---
title: "Exam - stochastic processes"
output: html_document
---

```{r setup, include=FALSE}
knitr::opts_chunk$set(eval = FALSE)
```

# CO2 concentration in atmosphere

R's built-in dataset `co2` is a time series of atmospheric CO2 concentration at the Mauna Loa observatory. We will analyse this dataset below.

## Explorative data analysis

- Start as always by plotting the data.

- Is this a second order stationary time series (explain what it means)?

- Use `decompose` to make a decomposition of the data to remove any trend and seasonal component and explain the method of how this is done.

- Save the random component as `co2rand` (omit any `NA` values), plot the correlogram of `co2rand` and explain the correlogram: What is it used for and how is it interpreted? What is assumed about the underlying process?

## Auto-regressive model of order 1

- Manually fit a AR(1) model using `lm` without an intercept:
```{r}
n <- length(co2rand)
y <- co2rand[2:n]
x <- co2rand[1:(n-1)]
fitlm <- lm(y ~ x - 1)
summary(fitlm)
```

- Explain the output of the last command above. Is there significant autocorrelation? What is the estimated lag 1 autocorrelation coefficient?

- Write down the equation expressing the fitted model.

- Based on the data $x_1,\dots,x_n$ what is the predicted value for $x_{n+1}$?

- What is the predicted value for $x_{n+10}$?

- Save the model residuals (use `residuals(fitlm)`) and plot the correlogram. What is the theoretical acf for this model?

- Is the AR(1) model a good fit?

## Higher order autoregressive moving average (ARMA) models

- How do we define higher order AR(p) processes?
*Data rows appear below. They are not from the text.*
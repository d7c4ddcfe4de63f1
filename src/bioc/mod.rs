//! Full-text retrieval from the PMC Open Access BioC service and passage extraction.

mod parser;

pub use parser::parse_passages;

use parser::XML_DECL;
use percent_encoding::{NON_ALPHANUMERIC, utf8_percent_encode};
use reqwest::Client;
use tracing::debug;

const API_BASE: &str = "https://www.ncbi.nlm.nih.gov/research/bionlp/RESTful/pmcoa.cgi";
pub const DEFAULT_MAX_DOCUMENT_BYTES: usize = 20_000_000;

#[derive(Debug, thiserror::Error)]
pub enum BiocError {
    #[error("BioC request failed: {0}")]
    Network(#[from] reqwest::Error),

    #[error("BioC request failed: status {0}")]
    Status(u16),

    #[error("BioC response too large (>{0} bytes)")]
    TooLarge(usize),
}

/// Source of raw full-text markup for an article.
pub trait FullTextSource {
    /// `Ok(None)` when the service answered but had no XML document for `id`.
    fn fetch_document(
        &self,
        id: &str,
    ) -> impl Future<Output = Result<Option<String>, BiocError>> + Send;
}

#[derive(Clone)]
pub struct BiocClient {
    http: Client,
    base_url: String,
    max_bytes: usize,
}

impl BiocClient {
    pub fn new(http: Client) -> Self {
        Self::with_base_url(http, API_BASE)
    }

    pub fn with_base_url(http: Client, base_url: &str) -> Self {
        Self {
            http,
            base_url: base_url.trim_end_matches('/').to_string(),
            max_bytes: DEFAULT_MAX_DOCUMENT_BYTES,
        }
    }

    pub fn with_max_bytes(mut self, max_bytes: usize) -> Self {
        self.max_bytes = max_bytes;
        self
    }

    async fn download(&self, id: &str) -> Result<String, BiocError> {
        let id = utf8_percent_encode(id, NON_ALPHANUMERIC);
        let url = format!("{}/BioC_xml/{id}/unicode", self.base_url);

        let mut response = self.http.get(&url).send().await?;

        let status = response.status();
        if !status.is_success() {
            return Err(BiocError::Status(status.as_u16()));
        }

        if let Some(len) = response.content_length()
            && len as usize > self.max_bytes
        {
            return Err(BiocError::TooLarge(self.max_bytes));
        }

        let mut body = Vec::new();
        while let Some(chunk) = response.chunk().await? {
            body.extend_from_slice(&chunk);
            if body.len() > self.max_bytes {
                return Err(BiocError::TooLarge(self.max_bytes));
            }
        }
        Ok(String::from_utf8_lossy(&body).into_owned())
    }
}

impl FullTextSource for BiocClient {
    async fn fetch_document(&self, id: &str) -> Result<Option<String>, BiocError> {
        let body = self.download(id).await?;
        if body.trim().starts_with(XML_DECL) {
            debug!(id, bytes = body.len(), "BioC document fetched");
            Ok(Some(body))
        } else {
            debug!(id, "BioC response is not XML");
            Ok(None)
        }
    }
}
- Use `lm` as above to estimate an AR(2) model for `co2rand`. Is the lag 2 autocorrelation coefficient significant according to a `summary` of the fitted model?

- What is the partial autocorrelation function and how is it useful in relation to AR(p) processes?

- How is a MA(q) process defined?

- Try to fit a collection of ARMA(p,q) models for $p$ and $q$ at most 2, and find the best fitting one based on AIC. (Hint: If you called the models `ar1`, `ar2`, `ma1`, `ma2`, `arma11`, `arma12`, `arma21`, and `arma22` you can compare them all in a single call to `AIC`; `AIC(ar1, ar2, ma1, ma2, arma11, arma12, arma21, arma22)`)

- Write down the parameter estimates of the final model, and check whether it is a good fit to the data.

- Give 95% confidence intervals for the parameter estimates of the final model selected by AIC. (Hint: Use `confint`.)

## Prediction

- Make a prediction with an approximate 95% prediction interval for the next value of the random component $x_{n+1}$ based on this model.

- If there was no autocorrelation in the random component the approximate 95% prediction interval is given by $\bar{x} \pm 2\sqrt{s^2(1+1/n)}$.
Calculate this prediction interval and compare it with the one obtained above. What is the difference? Try to explain this.